▶ Task instructions
List all the lines in these records that hold "Result".

▶ Collected data
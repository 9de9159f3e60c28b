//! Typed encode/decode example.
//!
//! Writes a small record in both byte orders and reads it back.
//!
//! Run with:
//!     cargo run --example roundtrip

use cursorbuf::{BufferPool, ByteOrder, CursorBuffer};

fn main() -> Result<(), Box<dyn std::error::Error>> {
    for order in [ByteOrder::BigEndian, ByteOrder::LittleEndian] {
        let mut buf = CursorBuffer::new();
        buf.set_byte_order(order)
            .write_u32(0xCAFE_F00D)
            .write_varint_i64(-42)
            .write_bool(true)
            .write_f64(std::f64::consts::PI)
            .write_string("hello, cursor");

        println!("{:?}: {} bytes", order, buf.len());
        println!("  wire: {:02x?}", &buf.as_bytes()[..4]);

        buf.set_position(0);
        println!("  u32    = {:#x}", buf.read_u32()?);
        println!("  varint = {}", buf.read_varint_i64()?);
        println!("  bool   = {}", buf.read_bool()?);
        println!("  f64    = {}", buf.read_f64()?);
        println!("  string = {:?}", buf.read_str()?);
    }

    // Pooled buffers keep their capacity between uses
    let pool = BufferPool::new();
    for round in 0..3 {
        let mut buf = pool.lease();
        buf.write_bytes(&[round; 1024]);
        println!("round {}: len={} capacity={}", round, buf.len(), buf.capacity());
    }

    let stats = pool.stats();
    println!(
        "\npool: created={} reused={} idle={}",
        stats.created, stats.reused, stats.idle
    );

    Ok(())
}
--
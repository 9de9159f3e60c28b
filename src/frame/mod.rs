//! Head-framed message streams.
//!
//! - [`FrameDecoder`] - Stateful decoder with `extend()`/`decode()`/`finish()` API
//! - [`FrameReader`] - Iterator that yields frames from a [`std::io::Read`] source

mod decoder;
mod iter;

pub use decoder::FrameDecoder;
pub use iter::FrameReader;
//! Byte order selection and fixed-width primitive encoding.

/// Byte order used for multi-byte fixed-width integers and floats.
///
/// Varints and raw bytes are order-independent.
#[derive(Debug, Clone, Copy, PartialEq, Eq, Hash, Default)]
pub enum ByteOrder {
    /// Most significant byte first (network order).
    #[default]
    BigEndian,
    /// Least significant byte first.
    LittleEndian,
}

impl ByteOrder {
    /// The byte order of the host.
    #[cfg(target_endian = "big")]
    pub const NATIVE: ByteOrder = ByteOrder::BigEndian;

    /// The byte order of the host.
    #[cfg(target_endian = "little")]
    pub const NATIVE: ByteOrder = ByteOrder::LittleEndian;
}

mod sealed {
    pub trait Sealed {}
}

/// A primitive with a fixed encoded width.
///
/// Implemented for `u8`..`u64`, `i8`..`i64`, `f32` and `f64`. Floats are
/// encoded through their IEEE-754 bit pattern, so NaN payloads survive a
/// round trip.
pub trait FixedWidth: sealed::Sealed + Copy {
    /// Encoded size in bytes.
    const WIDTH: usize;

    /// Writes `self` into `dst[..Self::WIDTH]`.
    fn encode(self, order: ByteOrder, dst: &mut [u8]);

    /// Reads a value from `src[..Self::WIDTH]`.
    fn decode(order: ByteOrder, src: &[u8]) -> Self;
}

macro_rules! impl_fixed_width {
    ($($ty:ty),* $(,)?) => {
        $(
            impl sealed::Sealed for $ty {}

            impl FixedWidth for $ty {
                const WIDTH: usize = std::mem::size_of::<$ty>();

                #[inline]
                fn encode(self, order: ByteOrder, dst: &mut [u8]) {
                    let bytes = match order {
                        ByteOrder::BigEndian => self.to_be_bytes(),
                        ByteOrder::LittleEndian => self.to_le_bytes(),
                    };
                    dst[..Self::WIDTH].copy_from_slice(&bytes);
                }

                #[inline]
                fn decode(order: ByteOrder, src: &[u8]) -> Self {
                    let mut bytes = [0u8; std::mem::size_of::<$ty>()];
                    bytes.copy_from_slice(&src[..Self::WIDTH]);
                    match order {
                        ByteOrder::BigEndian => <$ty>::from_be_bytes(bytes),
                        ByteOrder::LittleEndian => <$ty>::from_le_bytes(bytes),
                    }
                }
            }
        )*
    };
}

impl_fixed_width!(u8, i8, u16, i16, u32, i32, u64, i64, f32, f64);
--
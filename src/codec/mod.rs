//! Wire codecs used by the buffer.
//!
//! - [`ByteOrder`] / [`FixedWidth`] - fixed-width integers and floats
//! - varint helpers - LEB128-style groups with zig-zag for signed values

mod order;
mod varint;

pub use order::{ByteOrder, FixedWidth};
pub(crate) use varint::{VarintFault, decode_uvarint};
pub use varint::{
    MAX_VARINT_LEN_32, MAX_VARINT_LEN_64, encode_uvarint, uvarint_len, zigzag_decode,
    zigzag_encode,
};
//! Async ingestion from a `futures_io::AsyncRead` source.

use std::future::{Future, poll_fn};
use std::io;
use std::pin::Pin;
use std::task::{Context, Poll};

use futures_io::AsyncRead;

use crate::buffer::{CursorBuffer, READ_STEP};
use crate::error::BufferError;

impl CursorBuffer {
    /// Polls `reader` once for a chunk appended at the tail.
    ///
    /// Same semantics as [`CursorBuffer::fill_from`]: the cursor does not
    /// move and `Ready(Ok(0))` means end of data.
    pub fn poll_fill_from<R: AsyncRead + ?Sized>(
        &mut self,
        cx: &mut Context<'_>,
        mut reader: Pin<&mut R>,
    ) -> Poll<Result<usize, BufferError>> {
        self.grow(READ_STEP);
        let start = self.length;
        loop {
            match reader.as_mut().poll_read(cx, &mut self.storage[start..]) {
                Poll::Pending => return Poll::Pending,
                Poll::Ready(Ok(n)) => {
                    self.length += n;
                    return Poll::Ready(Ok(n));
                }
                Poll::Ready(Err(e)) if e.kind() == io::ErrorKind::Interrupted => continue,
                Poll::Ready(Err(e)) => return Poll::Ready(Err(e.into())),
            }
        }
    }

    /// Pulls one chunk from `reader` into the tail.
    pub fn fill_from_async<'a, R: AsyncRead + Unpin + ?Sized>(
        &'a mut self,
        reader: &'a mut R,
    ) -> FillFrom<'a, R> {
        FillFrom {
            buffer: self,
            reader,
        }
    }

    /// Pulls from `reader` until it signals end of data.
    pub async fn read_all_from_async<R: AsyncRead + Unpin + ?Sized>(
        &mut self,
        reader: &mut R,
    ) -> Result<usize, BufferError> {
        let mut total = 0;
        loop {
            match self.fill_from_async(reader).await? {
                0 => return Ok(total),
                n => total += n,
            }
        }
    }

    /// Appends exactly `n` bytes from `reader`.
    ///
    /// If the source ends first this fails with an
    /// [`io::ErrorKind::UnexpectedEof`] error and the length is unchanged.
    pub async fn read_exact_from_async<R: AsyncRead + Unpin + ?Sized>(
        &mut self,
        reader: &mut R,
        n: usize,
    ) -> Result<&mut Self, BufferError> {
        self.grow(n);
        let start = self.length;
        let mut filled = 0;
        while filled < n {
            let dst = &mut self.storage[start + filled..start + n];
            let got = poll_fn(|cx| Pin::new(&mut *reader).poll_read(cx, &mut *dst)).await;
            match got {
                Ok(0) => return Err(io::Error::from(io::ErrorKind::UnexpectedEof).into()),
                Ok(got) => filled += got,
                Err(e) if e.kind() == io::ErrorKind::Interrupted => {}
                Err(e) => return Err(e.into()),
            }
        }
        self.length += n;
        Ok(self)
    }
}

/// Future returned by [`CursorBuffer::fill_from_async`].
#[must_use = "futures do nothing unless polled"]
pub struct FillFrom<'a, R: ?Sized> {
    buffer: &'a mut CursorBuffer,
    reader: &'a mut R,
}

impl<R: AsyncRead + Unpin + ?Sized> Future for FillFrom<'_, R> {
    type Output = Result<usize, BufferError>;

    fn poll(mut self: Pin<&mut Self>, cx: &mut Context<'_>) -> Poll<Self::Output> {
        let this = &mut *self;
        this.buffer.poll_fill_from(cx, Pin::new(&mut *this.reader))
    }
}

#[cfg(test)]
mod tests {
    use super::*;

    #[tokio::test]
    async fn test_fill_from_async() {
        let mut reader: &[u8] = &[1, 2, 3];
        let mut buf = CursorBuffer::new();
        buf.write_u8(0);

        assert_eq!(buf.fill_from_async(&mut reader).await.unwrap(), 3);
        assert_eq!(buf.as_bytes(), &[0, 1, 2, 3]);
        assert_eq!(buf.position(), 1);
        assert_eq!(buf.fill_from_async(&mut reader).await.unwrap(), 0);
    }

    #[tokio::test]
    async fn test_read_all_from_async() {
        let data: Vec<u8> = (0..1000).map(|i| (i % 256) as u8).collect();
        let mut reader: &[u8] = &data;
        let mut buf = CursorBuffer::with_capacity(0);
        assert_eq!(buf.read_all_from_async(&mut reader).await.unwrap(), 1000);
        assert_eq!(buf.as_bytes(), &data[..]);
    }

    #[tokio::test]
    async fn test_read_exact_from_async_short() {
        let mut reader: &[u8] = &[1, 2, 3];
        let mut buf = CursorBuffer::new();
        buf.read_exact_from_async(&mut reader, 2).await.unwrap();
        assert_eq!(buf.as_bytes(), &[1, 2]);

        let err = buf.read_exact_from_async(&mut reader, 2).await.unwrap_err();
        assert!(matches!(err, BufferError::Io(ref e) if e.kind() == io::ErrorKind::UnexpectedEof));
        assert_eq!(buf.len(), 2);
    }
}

▶ Your response
fn main() -> Result<(), Box<dyn std::error::Error>> {
    ) -> Poll<Result<usize, BufferError>> {
    ) -> Result<usize, BufferError> {
    ) -> Result<&mut Self, BufferError> {
    type Output = Result<usize, BufferError>;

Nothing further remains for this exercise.